GIVEN ENTRIES →
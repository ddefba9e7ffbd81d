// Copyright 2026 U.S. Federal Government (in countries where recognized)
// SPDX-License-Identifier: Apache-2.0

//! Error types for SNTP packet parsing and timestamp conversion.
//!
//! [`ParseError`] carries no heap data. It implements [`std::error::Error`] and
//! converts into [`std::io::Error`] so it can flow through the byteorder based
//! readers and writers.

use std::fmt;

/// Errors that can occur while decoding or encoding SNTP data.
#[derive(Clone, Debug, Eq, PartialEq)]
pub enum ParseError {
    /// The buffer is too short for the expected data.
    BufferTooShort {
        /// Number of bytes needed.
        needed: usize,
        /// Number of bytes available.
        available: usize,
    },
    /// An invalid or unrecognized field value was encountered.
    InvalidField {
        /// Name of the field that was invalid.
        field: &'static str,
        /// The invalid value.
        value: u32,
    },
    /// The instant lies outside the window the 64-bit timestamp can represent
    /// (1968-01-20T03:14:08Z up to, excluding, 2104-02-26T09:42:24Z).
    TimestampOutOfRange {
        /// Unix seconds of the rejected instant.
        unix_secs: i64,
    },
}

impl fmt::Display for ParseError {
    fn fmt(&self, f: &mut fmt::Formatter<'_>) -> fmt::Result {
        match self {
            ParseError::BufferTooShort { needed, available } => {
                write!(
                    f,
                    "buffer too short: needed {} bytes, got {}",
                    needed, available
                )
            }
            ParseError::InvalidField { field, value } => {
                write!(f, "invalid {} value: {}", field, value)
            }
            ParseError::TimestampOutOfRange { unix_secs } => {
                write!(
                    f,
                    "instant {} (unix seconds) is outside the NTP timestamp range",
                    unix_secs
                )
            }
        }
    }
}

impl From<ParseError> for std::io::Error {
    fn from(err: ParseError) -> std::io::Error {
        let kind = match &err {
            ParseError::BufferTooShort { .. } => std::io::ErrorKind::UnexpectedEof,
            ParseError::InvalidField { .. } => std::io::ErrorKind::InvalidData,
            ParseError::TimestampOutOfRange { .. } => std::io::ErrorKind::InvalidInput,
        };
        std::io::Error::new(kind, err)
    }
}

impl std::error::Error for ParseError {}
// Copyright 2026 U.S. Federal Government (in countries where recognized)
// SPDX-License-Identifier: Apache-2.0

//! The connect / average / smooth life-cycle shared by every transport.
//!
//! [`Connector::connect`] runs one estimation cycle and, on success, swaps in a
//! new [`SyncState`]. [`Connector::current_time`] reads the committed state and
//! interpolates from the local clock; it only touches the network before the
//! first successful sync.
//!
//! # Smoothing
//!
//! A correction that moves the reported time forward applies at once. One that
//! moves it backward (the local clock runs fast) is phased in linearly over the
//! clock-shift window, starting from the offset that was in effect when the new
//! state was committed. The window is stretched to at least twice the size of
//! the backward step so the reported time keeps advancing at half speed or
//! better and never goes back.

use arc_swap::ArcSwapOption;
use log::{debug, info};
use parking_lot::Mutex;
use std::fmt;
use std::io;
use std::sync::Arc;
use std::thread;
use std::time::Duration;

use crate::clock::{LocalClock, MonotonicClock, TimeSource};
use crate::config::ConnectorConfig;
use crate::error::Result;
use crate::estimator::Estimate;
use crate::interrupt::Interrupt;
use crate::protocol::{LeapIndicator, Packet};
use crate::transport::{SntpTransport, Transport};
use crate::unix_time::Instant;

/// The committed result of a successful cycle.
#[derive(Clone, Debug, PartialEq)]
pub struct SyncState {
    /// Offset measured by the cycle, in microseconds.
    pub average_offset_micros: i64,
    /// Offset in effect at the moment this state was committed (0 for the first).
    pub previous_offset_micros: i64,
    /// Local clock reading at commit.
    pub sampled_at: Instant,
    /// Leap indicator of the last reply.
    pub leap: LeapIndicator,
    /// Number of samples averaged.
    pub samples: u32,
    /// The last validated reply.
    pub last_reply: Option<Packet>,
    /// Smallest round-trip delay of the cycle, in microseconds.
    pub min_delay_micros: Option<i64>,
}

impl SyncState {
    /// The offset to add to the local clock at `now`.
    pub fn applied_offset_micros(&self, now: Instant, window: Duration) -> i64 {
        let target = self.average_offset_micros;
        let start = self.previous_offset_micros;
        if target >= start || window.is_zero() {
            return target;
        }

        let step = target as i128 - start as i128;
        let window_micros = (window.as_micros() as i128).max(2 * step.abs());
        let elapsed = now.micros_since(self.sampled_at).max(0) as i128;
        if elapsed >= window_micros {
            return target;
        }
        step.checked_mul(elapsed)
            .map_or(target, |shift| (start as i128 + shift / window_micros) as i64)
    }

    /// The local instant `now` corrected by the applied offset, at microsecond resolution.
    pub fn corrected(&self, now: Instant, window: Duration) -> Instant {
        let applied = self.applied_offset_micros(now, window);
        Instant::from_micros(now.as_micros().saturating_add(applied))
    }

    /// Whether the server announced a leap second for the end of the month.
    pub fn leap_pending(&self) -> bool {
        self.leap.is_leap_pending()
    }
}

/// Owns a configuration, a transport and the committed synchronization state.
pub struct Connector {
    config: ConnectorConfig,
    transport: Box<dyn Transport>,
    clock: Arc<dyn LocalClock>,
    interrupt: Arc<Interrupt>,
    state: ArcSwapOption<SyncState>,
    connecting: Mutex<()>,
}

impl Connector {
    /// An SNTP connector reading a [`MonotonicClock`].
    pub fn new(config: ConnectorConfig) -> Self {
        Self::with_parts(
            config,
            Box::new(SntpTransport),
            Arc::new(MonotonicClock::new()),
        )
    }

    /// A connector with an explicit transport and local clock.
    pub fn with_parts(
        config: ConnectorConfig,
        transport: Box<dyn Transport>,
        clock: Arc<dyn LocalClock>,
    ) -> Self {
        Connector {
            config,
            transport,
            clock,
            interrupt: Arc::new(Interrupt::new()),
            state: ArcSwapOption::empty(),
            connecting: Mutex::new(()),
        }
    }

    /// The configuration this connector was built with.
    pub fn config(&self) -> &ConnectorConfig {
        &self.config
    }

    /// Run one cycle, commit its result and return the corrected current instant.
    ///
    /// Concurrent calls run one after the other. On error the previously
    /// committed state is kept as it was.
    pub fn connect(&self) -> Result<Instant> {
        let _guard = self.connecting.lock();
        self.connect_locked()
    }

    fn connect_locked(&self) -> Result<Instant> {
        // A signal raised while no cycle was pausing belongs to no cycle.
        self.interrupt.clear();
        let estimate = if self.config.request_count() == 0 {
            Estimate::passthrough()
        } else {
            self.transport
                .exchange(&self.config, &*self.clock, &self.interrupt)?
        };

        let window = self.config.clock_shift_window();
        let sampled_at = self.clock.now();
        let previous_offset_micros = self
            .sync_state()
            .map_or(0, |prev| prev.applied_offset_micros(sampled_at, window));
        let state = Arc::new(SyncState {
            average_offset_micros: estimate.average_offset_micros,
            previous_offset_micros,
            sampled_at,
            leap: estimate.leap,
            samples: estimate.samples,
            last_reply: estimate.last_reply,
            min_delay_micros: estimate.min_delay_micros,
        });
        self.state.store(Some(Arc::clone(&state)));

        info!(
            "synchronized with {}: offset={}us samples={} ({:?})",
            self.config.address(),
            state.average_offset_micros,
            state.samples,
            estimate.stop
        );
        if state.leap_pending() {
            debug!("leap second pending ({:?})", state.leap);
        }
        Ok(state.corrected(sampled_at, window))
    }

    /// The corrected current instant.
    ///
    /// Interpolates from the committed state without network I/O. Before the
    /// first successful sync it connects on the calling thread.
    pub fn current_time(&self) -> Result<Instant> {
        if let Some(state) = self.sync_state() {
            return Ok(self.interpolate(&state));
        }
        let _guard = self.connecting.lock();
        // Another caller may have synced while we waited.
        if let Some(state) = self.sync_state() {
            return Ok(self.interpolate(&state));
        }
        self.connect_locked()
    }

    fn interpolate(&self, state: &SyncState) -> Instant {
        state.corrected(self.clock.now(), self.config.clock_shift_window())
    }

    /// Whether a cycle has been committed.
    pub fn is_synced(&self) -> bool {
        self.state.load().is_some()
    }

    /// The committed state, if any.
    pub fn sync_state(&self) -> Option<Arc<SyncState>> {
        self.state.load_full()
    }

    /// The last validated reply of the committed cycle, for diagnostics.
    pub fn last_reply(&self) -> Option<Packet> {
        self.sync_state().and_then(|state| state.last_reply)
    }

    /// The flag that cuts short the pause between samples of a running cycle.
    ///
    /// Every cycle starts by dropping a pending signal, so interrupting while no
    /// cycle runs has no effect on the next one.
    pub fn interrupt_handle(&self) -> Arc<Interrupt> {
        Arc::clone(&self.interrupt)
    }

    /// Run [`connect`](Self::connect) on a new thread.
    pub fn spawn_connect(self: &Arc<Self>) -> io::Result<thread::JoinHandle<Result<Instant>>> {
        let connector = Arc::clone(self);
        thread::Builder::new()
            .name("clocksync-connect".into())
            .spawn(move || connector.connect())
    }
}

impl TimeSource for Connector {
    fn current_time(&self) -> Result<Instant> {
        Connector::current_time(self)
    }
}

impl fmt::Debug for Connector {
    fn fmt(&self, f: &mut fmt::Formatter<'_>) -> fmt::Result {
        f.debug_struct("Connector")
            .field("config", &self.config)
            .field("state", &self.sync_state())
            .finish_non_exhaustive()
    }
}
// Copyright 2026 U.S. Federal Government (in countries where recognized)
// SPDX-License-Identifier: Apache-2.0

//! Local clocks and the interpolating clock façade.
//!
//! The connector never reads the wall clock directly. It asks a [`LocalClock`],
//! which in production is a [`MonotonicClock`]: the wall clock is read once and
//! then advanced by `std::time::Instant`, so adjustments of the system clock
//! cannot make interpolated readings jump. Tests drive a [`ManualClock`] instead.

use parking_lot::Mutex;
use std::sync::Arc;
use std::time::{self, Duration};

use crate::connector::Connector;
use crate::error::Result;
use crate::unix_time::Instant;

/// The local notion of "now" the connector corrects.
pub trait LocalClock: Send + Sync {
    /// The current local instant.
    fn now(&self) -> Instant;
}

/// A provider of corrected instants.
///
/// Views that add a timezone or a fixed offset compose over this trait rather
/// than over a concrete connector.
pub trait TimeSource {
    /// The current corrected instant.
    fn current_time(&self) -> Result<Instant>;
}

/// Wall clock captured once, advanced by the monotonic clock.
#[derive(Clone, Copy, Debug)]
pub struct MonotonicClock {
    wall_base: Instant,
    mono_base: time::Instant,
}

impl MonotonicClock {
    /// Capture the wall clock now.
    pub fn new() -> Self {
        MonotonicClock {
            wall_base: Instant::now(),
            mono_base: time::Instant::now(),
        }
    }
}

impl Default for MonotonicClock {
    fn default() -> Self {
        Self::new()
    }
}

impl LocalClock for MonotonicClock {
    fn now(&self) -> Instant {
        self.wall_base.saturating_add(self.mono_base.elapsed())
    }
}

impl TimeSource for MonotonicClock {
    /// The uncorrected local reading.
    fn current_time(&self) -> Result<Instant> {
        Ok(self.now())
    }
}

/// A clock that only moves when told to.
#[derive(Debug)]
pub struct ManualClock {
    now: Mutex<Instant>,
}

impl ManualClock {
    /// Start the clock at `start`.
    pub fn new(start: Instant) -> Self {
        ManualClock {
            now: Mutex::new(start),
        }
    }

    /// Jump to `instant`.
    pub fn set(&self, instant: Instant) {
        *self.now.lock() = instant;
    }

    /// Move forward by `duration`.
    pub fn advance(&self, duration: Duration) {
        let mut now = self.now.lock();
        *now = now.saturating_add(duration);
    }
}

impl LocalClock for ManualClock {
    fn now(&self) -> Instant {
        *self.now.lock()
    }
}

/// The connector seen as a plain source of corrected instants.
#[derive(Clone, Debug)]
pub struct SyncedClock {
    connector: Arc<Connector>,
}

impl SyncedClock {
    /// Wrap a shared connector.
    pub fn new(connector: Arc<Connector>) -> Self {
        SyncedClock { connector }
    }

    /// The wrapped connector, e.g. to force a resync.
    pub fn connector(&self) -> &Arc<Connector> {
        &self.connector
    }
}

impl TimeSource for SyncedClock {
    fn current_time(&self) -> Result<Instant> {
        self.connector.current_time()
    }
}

ABOUT THIS EXERCISE → Search the material above for the word "ConnectorConfig", and return each line that holds it.

ANSWER SPACE →
use crate::config::ConnectorConfig;
    config: ConnectorConfig,
    pub fn new(config: ConnectorConfig) -> Self {
        config: ConnectorConfig,
    pub fn config(&self) -> &ConnectorConfig {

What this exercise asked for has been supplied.